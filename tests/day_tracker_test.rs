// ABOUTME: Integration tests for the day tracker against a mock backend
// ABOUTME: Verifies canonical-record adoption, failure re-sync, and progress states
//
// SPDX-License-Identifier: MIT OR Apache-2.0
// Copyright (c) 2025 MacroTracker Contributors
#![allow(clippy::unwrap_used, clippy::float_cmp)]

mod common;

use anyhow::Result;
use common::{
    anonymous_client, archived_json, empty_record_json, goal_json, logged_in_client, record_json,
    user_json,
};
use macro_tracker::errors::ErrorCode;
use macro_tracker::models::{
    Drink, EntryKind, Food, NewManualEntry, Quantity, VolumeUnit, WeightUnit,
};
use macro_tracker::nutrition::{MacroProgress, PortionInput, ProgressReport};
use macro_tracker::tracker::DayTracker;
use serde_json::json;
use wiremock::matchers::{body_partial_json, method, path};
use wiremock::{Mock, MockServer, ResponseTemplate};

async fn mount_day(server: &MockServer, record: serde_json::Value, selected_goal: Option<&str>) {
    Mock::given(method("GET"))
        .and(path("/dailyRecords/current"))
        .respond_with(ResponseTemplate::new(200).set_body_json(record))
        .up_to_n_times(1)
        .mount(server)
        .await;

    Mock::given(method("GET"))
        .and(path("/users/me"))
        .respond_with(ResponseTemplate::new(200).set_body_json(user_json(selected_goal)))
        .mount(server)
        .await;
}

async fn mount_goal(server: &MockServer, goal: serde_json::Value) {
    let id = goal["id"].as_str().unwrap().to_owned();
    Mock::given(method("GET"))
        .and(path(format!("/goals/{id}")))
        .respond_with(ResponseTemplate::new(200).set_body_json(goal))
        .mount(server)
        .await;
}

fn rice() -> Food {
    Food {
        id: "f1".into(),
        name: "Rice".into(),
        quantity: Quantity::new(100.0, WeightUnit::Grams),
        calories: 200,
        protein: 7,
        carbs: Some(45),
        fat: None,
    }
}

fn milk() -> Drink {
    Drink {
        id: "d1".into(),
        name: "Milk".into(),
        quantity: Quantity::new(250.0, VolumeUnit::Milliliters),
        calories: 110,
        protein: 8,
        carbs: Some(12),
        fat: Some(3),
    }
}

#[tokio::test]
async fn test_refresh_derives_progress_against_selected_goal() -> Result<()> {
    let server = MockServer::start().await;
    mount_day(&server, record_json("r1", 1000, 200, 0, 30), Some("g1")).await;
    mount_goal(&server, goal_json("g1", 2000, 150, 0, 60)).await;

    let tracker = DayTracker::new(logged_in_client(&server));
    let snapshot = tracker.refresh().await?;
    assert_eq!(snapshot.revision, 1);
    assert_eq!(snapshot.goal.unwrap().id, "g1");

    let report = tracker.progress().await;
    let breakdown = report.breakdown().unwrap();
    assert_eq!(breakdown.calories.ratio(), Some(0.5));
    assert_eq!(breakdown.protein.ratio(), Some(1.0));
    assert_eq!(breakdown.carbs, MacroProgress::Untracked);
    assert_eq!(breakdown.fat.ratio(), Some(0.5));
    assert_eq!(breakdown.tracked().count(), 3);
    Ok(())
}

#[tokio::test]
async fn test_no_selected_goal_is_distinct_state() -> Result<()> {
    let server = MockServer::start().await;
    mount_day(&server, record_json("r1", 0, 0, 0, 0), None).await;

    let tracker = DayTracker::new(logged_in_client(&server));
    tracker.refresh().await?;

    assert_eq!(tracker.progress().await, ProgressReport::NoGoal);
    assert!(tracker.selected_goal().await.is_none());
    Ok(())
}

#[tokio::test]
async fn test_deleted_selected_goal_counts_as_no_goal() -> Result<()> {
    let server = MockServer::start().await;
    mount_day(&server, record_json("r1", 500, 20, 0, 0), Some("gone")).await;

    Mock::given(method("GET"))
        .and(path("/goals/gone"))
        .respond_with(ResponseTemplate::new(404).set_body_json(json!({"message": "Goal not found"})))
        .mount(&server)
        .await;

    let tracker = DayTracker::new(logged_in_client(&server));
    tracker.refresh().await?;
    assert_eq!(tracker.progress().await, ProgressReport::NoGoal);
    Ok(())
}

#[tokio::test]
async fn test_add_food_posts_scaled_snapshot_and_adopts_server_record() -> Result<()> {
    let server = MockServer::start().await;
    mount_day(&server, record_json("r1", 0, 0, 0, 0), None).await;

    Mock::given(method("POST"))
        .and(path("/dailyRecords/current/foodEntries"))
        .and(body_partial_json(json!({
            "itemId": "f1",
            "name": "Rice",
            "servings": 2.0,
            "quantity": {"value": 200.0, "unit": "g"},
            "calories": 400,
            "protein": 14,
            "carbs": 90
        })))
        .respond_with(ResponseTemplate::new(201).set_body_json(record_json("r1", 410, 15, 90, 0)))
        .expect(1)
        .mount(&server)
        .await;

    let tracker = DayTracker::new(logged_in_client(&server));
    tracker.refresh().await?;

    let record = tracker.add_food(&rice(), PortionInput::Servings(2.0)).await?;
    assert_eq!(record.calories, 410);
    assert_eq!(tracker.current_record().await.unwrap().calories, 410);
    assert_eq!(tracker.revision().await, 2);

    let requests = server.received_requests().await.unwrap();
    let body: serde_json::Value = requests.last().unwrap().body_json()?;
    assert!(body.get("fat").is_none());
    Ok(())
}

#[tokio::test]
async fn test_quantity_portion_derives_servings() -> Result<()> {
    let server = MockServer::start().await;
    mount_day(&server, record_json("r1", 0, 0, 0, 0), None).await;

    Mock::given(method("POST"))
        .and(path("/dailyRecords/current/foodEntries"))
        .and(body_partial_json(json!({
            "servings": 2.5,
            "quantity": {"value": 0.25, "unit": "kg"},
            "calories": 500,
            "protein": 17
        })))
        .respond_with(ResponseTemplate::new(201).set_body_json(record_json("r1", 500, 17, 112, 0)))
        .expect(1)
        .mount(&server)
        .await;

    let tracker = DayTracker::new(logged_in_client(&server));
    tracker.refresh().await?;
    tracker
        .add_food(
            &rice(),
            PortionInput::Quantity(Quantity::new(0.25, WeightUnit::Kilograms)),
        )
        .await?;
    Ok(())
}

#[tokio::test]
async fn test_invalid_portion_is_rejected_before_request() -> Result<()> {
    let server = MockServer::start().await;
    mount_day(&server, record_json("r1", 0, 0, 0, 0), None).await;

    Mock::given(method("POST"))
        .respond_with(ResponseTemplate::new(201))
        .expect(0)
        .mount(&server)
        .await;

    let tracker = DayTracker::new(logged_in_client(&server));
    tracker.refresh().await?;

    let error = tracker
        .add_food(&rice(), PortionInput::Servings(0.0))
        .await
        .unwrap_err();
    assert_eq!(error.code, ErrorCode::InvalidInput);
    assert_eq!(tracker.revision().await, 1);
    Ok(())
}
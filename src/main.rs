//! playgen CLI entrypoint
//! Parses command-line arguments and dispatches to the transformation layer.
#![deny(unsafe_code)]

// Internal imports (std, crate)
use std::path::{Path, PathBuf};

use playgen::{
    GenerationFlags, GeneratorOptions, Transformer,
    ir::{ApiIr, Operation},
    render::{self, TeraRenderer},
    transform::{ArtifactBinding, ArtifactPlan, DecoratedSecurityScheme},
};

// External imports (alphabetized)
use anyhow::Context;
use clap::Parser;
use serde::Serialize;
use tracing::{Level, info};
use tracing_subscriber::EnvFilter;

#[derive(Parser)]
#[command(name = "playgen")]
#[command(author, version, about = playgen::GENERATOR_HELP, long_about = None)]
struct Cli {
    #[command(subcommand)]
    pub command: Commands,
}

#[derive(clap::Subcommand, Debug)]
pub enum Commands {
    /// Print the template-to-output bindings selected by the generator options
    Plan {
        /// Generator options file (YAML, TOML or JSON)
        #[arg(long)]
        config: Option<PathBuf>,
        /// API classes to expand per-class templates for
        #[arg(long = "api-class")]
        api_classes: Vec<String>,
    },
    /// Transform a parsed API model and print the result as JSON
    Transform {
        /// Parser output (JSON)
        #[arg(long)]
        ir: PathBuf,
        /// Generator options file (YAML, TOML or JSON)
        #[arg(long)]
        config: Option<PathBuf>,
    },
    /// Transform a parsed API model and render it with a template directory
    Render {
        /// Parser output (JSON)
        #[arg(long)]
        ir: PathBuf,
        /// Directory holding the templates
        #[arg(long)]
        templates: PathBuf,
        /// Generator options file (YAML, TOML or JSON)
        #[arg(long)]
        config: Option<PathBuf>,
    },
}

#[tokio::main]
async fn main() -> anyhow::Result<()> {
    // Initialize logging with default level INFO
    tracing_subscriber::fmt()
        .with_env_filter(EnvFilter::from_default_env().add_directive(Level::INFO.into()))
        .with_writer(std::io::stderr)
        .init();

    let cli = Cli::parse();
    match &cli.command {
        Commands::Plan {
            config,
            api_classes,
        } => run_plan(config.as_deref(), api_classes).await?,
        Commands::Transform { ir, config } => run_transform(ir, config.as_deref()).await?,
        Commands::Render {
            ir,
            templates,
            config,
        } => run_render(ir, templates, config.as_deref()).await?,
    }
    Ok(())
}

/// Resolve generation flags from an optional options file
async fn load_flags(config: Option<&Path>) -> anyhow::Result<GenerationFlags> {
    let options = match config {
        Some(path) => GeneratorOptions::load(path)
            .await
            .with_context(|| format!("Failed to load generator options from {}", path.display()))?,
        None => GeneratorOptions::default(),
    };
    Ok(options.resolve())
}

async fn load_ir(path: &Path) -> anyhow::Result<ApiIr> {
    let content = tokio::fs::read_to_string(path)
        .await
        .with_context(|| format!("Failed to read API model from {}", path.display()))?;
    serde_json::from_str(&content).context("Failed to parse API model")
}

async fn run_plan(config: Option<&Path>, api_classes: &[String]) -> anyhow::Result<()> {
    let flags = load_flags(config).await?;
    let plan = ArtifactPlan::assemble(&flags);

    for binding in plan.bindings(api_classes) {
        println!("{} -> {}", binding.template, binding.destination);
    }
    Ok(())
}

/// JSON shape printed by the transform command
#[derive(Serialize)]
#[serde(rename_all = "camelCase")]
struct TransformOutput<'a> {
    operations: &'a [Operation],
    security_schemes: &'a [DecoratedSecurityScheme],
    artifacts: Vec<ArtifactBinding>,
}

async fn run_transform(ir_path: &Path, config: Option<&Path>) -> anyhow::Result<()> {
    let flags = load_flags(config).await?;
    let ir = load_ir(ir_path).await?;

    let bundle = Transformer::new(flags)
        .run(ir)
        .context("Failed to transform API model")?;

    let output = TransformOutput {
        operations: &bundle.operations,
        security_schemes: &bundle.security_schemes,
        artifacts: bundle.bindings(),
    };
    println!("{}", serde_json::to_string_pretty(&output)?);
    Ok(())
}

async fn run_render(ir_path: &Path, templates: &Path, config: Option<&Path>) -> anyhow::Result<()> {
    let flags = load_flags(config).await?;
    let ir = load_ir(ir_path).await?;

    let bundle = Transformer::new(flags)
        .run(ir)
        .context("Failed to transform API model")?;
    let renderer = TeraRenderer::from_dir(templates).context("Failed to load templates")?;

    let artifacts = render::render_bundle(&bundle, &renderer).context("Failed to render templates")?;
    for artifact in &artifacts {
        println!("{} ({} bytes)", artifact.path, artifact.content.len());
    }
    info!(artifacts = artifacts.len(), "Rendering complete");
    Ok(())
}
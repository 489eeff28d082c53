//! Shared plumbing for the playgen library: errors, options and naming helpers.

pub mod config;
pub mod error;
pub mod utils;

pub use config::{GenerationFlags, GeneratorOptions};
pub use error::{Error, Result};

* * *

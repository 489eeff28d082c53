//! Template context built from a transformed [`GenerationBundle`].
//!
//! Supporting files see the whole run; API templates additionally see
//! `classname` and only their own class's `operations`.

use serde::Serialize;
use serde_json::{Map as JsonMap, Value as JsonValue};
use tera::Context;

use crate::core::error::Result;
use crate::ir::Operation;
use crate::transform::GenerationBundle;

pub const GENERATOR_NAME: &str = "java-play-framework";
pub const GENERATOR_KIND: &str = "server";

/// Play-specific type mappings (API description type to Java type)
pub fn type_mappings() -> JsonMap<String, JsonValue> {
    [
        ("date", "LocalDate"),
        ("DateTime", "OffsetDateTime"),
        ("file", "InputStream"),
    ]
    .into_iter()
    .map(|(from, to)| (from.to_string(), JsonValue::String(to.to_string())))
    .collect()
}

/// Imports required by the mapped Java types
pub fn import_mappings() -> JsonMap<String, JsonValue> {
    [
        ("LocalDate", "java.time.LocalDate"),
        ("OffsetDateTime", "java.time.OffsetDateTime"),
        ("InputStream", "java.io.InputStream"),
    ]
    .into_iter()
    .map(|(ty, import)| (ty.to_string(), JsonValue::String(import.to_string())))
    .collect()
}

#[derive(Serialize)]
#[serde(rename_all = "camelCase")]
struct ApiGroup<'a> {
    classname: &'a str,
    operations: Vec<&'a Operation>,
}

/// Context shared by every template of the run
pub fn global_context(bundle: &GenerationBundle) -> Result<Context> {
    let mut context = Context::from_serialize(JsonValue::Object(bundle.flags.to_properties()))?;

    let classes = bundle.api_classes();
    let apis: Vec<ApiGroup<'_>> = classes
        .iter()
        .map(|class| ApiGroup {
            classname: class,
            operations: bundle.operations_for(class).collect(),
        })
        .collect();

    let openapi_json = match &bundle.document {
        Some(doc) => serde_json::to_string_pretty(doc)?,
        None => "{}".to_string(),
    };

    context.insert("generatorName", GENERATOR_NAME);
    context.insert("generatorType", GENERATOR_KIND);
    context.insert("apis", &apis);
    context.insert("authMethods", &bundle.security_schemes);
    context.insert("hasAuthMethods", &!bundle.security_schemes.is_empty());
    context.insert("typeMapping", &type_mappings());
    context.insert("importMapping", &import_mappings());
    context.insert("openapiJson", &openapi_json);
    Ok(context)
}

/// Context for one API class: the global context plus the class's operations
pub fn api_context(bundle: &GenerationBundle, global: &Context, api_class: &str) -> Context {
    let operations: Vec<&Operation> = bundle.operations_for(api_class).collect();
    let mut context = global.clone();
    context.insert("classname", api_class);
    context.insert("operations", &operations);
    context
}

What to do: Give only the lines from the one holding "#[command(subcommand)]" through the one holding "to load generator", each restated exactly as it appears above.

Answer to this problem:
    #[command(subcommand)]
    pub command: Commands,
}

#[derive(clap::Subcommand, Debug)]
pub enum Commands {
    /// Print the template-to-output bindings selected by the generator options
    Plan {
        /// Generator options file (YAML, TOML or JSON)
        #[arg(long)]
        config: Option<PathBuf>,
        /// API classes to expand per-class templates for
        #[arg(long = "api-class")]
        api_classes: Vec<String>,
    },
    /// Transform a parsed API model and print the result as JSON
    Transform {
        /// Parser output (JSON)
        #[arg(long)]
        ir: PathBuf,
        /// Generator options file (YAML, TOML or JSON)
        #[arg(long)]
        config: Option<PathBuf>,
    },
    /// Transform a parsed API model and render it with a template directory
    Render {
        /// Parser output (JSON)
        #[arg(long)]
        ir: PathBuf,
        /// Directory holding the templates
        #[arg(long)]
        templates: PathBuf,
        /// Generator options file (YAML, TOML or JSON)
        #[arg(long)]
        config: Option<PathBuf>,
    },
}

#[tokio::main]
async fn main() -> anyhow::Result<()> {
    // Initialize logging with default level INFO
    tracing_subscriber::fmt()
        .with_env_filter(EnvFilter::from_default_env().add_directive(Level::INFO.into()))
        .with_writer(std::io::stderr)
        .init();

    let cli = Cli::parse();
    match &cli.command {
        Commands::Plan {
            config,
            api_classes,
        } => run_plan(config.as_deref(), api_classes).await?,
        Commands::Transform { ir, config } => run_transform(ir, config.as_deref()).await?,
        Commands::Render {
            ir,
            templates,
            config,
        } => run_render(ir, templates, config.as_deref()).await?,
    }
    Ok(())
}

/// Resolve generation flags from an optional options file
async fn load_flags(config: Option<&Path>) -> anyhow::Result<GenerationFlags> {
    let options = match config {
        Some(path) => GeneratorOptions::load(path)
            .await
            .with_context(|| format!("Failed to load generator options from {}", path.display()))?,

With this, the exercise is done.